● Assigned task
The required output is every record, written out exactly.
BEGIN Recorded information
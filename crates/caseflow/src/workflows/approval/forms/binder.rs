use serde::Serialize;
use serde_json::{Map, Value};

use super::inheritance::inherited_value;
use super::registry::FormRegistry;
use super::schema::{FormSchema, Violation};
use crate::workflows::approval::instance::WorkflowInstance;

/// Binds form schemas to instance data: pre-fill on open, validate and merge on
/// submission.
#[derive(Debug, Default)]
pub struct FormBinder {
    registry: FormRegistry,
}

#[derive(Debug, thiserror::Error)]
pub enum FormError {
    #[error("form {0} is not registered")]
    SchemaNotFound(String),
    #[error("form data failed validation with {} violation(s)", .0.len())]
    Validation(Vec<Violation>),
}

/// Form payload handed to renderers, either saved data or advisory pre-fill.
#[derive(Debug, Clone, Serialize)]
pub struct FormDataView {
    pub form_code: String,
    pub form_number: u32,
    pub title: String,
    pub version: u32,
    pub data: Map<String, Value>,
    pub prefilled: bool,
}

impl FormBinder {
    pub fn new(registry: FormRegistry) -> Self {
        Self { registry }
    }

    pub fn standard() -> Self {
        Self::new(FormRegistry::standard())
    }

    pub fn registry(&self) -> &FormRegistry {
        &self.registry
    }

    pub fn schema(&self, form_code: &str) -> Result<&FormSchema, FormError> {
        self.registry
            .by_code(form_code)
            .ok_or_else(|| FormError::SchemaNotFound(form_code.to_string()))
    }

    /// Saved data for the form, or an inheritance pre-fill when nothing has
    /// been submitted yet. Pre-fill is advisory and never written back.
    pub fn form_view(
        &self,
        form_code: &str,
        instance: &WorkflowInstance,
    ) -> Result<FormDataView, FormError> {
        let schema = self.schema(form_code)?;
        let saved = namespace_object(&instance.data, &schema.namespace);

        let (data, prefilled) = match saved {
            Some(saved) if !saved.is_empty() => {
                let mut data = Map::new();
                for field in &schema.fields {
                    if let Some(value) = saved.get(&field.code) {
                        data.insert(field.code.clone(), value.clone());
                    }
                }
                (data, false)
            }
            _ => {
                let mut data = Map::new();
                for field in &schema.fields {
                    if field.is_computed() {
                        continue;
                    }
                    if let Some(value) = inherited_value(&instance.data, &field.code) {
                        data.insert(field.code.clone(), value.clone());
                    }
                }
                for field in &schema.fields {
                    if let Some(computed) = &field.computed {
                        if let Some(value) =
                            compute_value(&computed.template, &computed.source_fields, &data)
                        {
                            data.insert(field.code.clone(), Value::String(value));
                        }
                    }
                }
                (data, true)
            }
        };

        Ok(FormDataView {
            form_code: schema.code.clone(),
            form_number: schema.form_number,
            title: schema.title.clone(),
            version: schema.version,
            data,
            prefilled,
        })
    }

    /// Validate and merge a submission into the instance document under the
    /// form's namespace. Client values for computed fields are discarded and
    /// recomputed from current sources. Returns the schema version the data
    /// was validated against.
    pub fn submit(
        &self,
        form_code: &str,
        instance: &mut WorkflowInstance,
        raw_data: Map<String, Value>,
    ) -> Result<u32, FormError> {
        let schema = self.schema(form_code)?;

        // Only declared, non-computed fields survive; the stored document
        // never carries keys the schema does not know about.
        let mut raw_data = raw_data;
        let mut cleaned = Map::new();
        for field in &schema.fields {
            if field.is_computed() {
                continue;
            }
            if let Some(value) = raw_data.remove(&field.code) {
                cleaned.insert(field.code.clone(), value);
            }
        }

        let violations = schema.validate(&cleaned);
        if !violations.is_empty() {
            return Err(FormError::Validation(violations));
        }

        // Computed fields derive from the merged view so sources saved in an
        // earlier submission still count.
        let mut context = namespace_object(&instance.data, &schema.namespace)
            .cloned()
            .unwrap_or_default();
        for (key, value) in &cleaned {
            context.insert(key.clone(), value.clone());
        }

        for field in &schema.fields {
            if let Some(computed) = &field.computed {
                if let Some(value) =
                    compute_value(&computed.template, &computed.source_fields, &context)
                {
                    cleaned.insert(field.code.clone(), Value::String(value));
                }
            }
        }

        merge_namespace(&mut instance.data, &schema.namespace, cleaned);
        Ok(schema.version)
    }
}

fn namespace_object<'a>(data: &'a Value, namespace: &str) -> Option<&'a Map<String, Value>> {
    data.as_object()?.get(namespace)?.as_object()
}

fn merge_namespace(data: &mut Value, namespace: &str, updates: Map<String, Value>) {
    if !data.is_object() {
        *data = Value::Object(Map::new());
    }
    let root = data.as_object_mut().expect("document root is an object");
    let target = root
        .entry(namespace.to_string())
        .or_insert_with(|| Value::Object(Map::new()));
    deep_merge(target, updates);
}

fn deep_merge(target: &mut Value, updates: Map<String, Value>) {
    if !target.is_object() {
        *target = Value::Object(Map::new());
    }
    let object = target.as_object_mut().expect("merge target is an object");
    for (key, value) in updates {
        match (object.get_mut(&key), value) {
            (Some(existing @ Value::Object(_)), Value::Object(incoming)) => {
                deep_merge(existing, incoming);
            }
            (_, value) => {
                object.insert(key, value);
            }
        }
    }
}

/// `{code}` placeholder substitution over the source fields. Empty results are
/// treated as "nothing to compute".
fn compute_value(
    template: &str,
    source_fields: &[String],
    context: &Map<String, Value>,
) -> Option<String> {
    let mut result = template.to_string();
    for source in source_fields {
        let placeholder = format!("{{{source}}}");
        let rendered = context.get(source).map(render_scalar).unwrap_or_default();
        result = result.replace(&placeholder, &rendered);
    }

    let trimmed = result.trim();
    if trimmed.is_empty() {
        None
    } else {
        Some(trimmed.to_string())
    }
}

fn render_scalar(value: &Value) -> String {
    match value {
        Value::String(text) => text.clone(),
        Value::Number(number) => number.to_string(),
        Value::Bool(flag) => flag.to_string(),
        _ => String::new(),
    }
}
END Recorded information
● Reply to the exercise
filename crates/caseflow/src/workflows/approval/forms/binder.rs
use serde::Serialize;
use serde_json::{Map, Value};

use super::inheritance::inherited_value;
use super::registry::FormRegistry;
use super::schema::{FormSchema, Violation};
use crate::workflows::approval::instance::WorkflowInstance;

/// Binds form schemas to instance data: pre-fill on open, validate and merge on
/// submission.
#[derive(Debug, Default)]
pub struct FormBinder {
    registry: FormRegistry,
}

#[derive(Debug, thiserror::Error)]
pub enum FormError {
    #[error("form {0} is not registered")]
    SchemaNotFound(String),
    #[error("form data failed validation with {} violation(s)", .0.len())]
    Validation(Vec<Violation>),
}

/// Form payload handed to renderers, either saved data or advisory pre-fill.
#[derive(Debug, Clone, Serialize)]
pub struct FormDataView {
    pub form_code: String,
    pub form_number: u32,
    pub title: String,
    pub version: u32,
    pub data: Map<String, Value>,
    pub prefilled: bool,
}

impl FormBinder {
    pub fn new(registry: FormRegistry) -> Self {
        Self { registry }
    }

    pub fn standard() -> Self {
        Self::new(FormRegistry::standard())
    }

    pub fn registry(&self) -> &FormRegistry {
        &self.registry
    }

    pub fn schema(&self, form_code: &str) -> Result<&FormSchema, FormError> {
        self.registry
            .by_code(form_code)
            .ok_or_else(|| FormError::SchemaNotFound(form_code.to_string()))
    }

    /// Saved data for the form, or an inheritance pre-fill when nothing has
    /// been submitted yet. Pre-fill is advisory and never written back.
    pub fn form_view(
        &self,
        form_code: &str,
        instance: &WorkflowInstance,
    ) -> Result<FormDataView, FormError> {
        let schema = self.schema(form_code)?;
        let saved = namespace_object(&instance.data, &schema.namespace);

        let (data, prefilled) = match saved {
            Some(saved) if !saved.is_empty() => {
                let mut data = Map::new();
                for field in &schema.fields {
                    if let Some(value) = saved.get(&field.code) {
                        data.insert(field.code.clone(), value.clone());
                    }
                }
                (data, false)
            }
            _ => {
                let mut data = Map::new();
                for field in &schema.fields {
                    if field.is_computed() {
                        continue;
                    }
                    if let Some(value) = inherited_value(&instance.data, &field.code) {
                        data.insert(field.code.clone(), value.clone());
                    }
                }
                for field in &schema.fields {
                    if let Some(computed) = &field.computed {
                        if let Some(value) =
                            compute_value(&computed.template, &computed.source_fields, &data)
                        {
                            data.insert(field.code.clone(), Value::String(value));
                        }
                    }
                }
                (data, true)
            }
        };

        Ok(FormDataView {
            form_code: schema.code.clone(),
            form_number: schema.form_number,
            title: schema.title.clone(),
            version: schema.version,
            data,
            prefilled,
        })
    }

    /// Validate and merge a submission into the instance document under the
    /// form's namespace. Client values for computed fields are discarded and
    /// recomputed from current sources. Returns the schema version the data
    /// was validated against.
    pub fn submit(
        &self,
        form_code: &str,
        instance: &mut WorkflowInstance,
        raw_data: Map<String, Value>,
    ) -> Result<u32, FormError> {
        let schema = self.schema(form_code)?;

        // Only declared, non-computed fields survive; the stored document
        // never carries keys the schema does not know about.
        let mut raw_data = raw_data;
        let mut cleaned = Map::new();
        for field in &schema.fields {
            if field.is_computed() {
                continue;
            }
            if let Some(value) = raw_data.remove(&field.code) {
                cleaned.insert(field.code.clone(), value);
            }
        }

        let violations = schema.validate(&cleaned);
        if !violations.is_empty() {
            return Err(FormError::Validation(violations));
        }

        // Computed fields derive from the merged view so sources saved in an
        // earlier submission still count.
        let mut context = namespace_object(&instance.data, &schema.namespace)
            .cloned()
            .unwrap_or_default();
        for (key, value) in &cleaned {
            context.insert(key.clone(), value.clone());
        }

        for field in &schema.fields {
            if let Some(computed) = &field.computed {
                if let Some(value) =
                    compute_value(&computed.template, &computed.source_fields, &context)
                {
                    cleaned.insert(field.code.clone(), Value::String(value));
                }
            }
        }

        merge_namespace(&mut instance.data, &schema.namespace, cleaned);
        Ok(schema.version)
    }
}

fn namespace_object<'a>(data: &'a Value, namespace: &str) -> Option<&'a Map<String, Value>> {
    data.as_object()?.get(namespace)?.as_object()
}

fn merge_namespace(data: &mut Value, namespace: &str, updates: Map<String, Value>) {
    if !data.is_object() {
        *data = Value::Object(Map::new());
    }
    let root = data.as_object_mut().expect("document root is an object");
    let target = root
        .entry(namespace.to_string())
        .or_insert_with(|| Value::Object(Map::new()));
    deep_merge(target, updates);
}

fn deep_merge(target: &mut Value, updates: Map<String, Value>) {
    if !target.is_object() {
        *target = Value::Object(Map::new());
    }
    let object = target.as_object_mut().expect("merge target is an object");
    for (key, value) in updates {
        match (object.get_mut(&key), value) {
            (Some(existing @ Value::Object(_)), Value::Object(incoming)) => {
                deep_merge(existing, incoming);
            }
            (_, value) => {
                object.insert(key, value);
            }
        }
    }
}

/// `{code}` placeholder substitution over the source fields. Empty results are
/// treated as "nothing to compute".
fn compute_value(
    template: &str,
    source_fields: &[String],
    context: &Map<String, Value>,
) -> Option<String> {
    let mut result = template.to_string();
    for source in source_fields {
        let placeholder = format!("{{{source}}}");
        let rendered = context.get(source).map(render_scalar).unwrap_or_default();
        result = result.replace(&placeholder, &rendered);
    }

    let trimmed = result.trim();
    if trimmed.is_empty() {
        None
    } else {
        Some(trimmed.to_string())
    }
}

fn render_scalar(value: &Value) -> String {
    match value {
        Value::String(text) => text.clone(),
        Value::Number(number) => number.to_string(),
        Value::Bool(flag) => flag.to_string(),
        _ => String::new(),
    }
}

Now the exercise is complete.